For this case, I installed LLVM tools for my distribution. My distribution is based on Ubuntu 24.04, and the package I selected is llvm-20-tools.

Several matters seem relevant.

First, LLVM tools are packaged with a major semantic version in the package name, in contrast to the more typical case of a package being named for the project in general, with the package manager handling upgrades based on metadata that distinguishes the different versions of the same package.

Second, the files provided by the package are placed in separate paths depending on the version.

Combined, the two observations suggest that backward compatibility is not provided among the various versions, and that therefore, the one selected must be exactly equal to a particular compatible version, for a particular use, or must occur within an acceptable range of particular versions.

I have no guidance, however, for which version is appropriate, and the matter is further complicated by older versions of the tools not being packaged for newer versions of the distribution. For example, based on my best understanding, the recommendation you offered, llvm-12-tools is available for Ubuntu 20.04 (jammy), but not 22.04 (noble), the prior obsolete by being four years old, against the two-year cycle used in Ubuntu for LTS.
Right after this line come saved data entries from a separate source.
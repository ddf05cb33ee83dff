// SPDX-License-Identifier: Apache-2.0
// © James Ross Ω FLYING•ROBOTS <https://github.com/flyingrobots>
//! Shared test doubles and fixtures for tether crates.
#![forbid(unsafe_code)]
//!
//! # Modules
//!
//! - [`fetch`] - Scripted markup fetcher with per-URL responses and call counts
//! - [`record`] - Event and callback recorders
//! - [`fixtures`] - Source builders and host-element helpers
//! - [`logging`] - Idempotent `tracing` subscriber setup for test output

pub mod fetch;
pub mod fixtures;
pub mod logging;
pub mod record;

pub use fetch::ScriptedFetcher;
pub use fixtures::{controller, host, items, json_source, text_of};
pub use logging::init_tracing;
pub use record::{CallbackRecorder, EventRecorder};
// SPDX-License-Identifier: Apache-2.0
// © James Ross Ω FLYING•ROBOTS <https://github.com/flyingrobots>
//! tether-dom: rendered-node primitives used by the binding engine.
//!
//! - [`Content`] is an owned value tree (element, text, or a list of either)
//!   produced by [`parse`] and consumed by [`to_markup`].
//! - [`Document`] is an arena of live nodes addressed by [`NodeId`]. Nodes
//!   may be detached (parked under a fragment or parentless) and re-inserted.
//! - [`compare`] walks two `Content` trees positionally and reports
//!   per-node and per-attribute [`Difference`]s.
#![forbid(unsafe_code)]

mod content;
mod diff;
mod document;
mod parse;

pub use content::{Attr, Content, Element, IndexPath};
pub use diff::{compare, Comparison, DiffFlags, Difference, DifferenceKind};
pub use document::{Document, DocumentError, NodeId, NodeKind};
pub use parse::{parse, to_markup, ParseError};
Regardless, the output from the trial leaves me with little sense of the cause of the failure. I appreciate assistance understanding the various issues, and finding a path to proceed.

@Finagolfin:

I have read the document you wrote, and tried to apply it, to the my best of understanding, through a variety of trials, described in my previous posts.
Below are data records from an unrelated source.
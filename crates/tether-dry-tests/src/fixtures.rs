// SPDX-License-Identifier: Apache-2.0
// © James Ross Ω FLYING•ROBOTS <https://github.com/flyingrobots>
//! Source builders and host-element helpers.

use serde_json::Value as JsonValue;
use tether_core::{BindConfig, Controller, Source};
use tether_dom::{Document, NodeId, NodeKind};

/// Controller with default config and a `tracing` subscriber installed.
///
/// # Panics
/// Never: the default config always validates.
#[allow(clippy::expect_used)]
pub fn controller() -> Controller {
    crate::init_tracing();
    Controller::new(BindConfig::default()).expect("default config is valid")
}

/// Creates a `<div>` attached under the document root.
///
/// # Panics
/// If the root cannot take children, which would be a document bug.
#[allow(clippy::expect_used)]
pub fn host(c: &mut Controller) -> NodeId {
    let doc = c.document_mut();
    let div = doc.create_element("div", vec![]);
    let root = doc.root();
    doc.append_child(root, div).expect("root accepts children");
    div
}

/// Builds a source tree from JSON.
pub fn json_source(json: &JsonValue) -> Source {
    Source::from_json(json)
}

/// Array of objects `{ "id": n }` for each `n` in `ids`.
pub fn items(ids: &[i64]) -> Source {
    let array = Source::array();
    for id in ids {
        let item = Source::object();
        item.set("id", *id);
        array.push(item);
    }
    array
}

/// Text of every text node under `node`, in document order.
pub fn text_of(doc: &Document, node: NodeId) -> String {
    let mut out = String::new();
    let mut stack = vec![node];
    while let Some(n) = stack.pop() {
        if let Ok(NodeKind::Text(t)) = doc.kind(n) {
            out.push_str(t);
        }
        stack.extend(doc.children(n).iter().rev().copied());
    }
    out
}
Unfortunately, I am finding neither the documentation or the error messages adequately clear, for me to interpret meaningfully, based on my current level of experience with the tools.

Would you please try to address whether my usage is correct, and help me find a resolution to the reported errors?

Thank you.

Hey, got busy with the recent release and other stuff, but I believe that error is telling you what the problem is. Specifically, there is no Swift compiler at note: testing using 'swift': '/usr/local/lib/swift/usr/bin/swift'.

That lit command expects the three LLVM tools to be at the exact llvm-bin-dir provided, while the Swift package-path is the root of your toolchain, ie the Swift compiler should be at package-path/usr/bin/. The version of the LLVM tools won't matter.

On Fedora 43, I simply installed the llvm package by invoking sudo dnf install llvm, then ran ./litTest -sv --param package-path=/path/to/swift/toolchain --param llvm-bin-dir=/usr/bin . in the integration test directory to successfully test a Swift toolchain.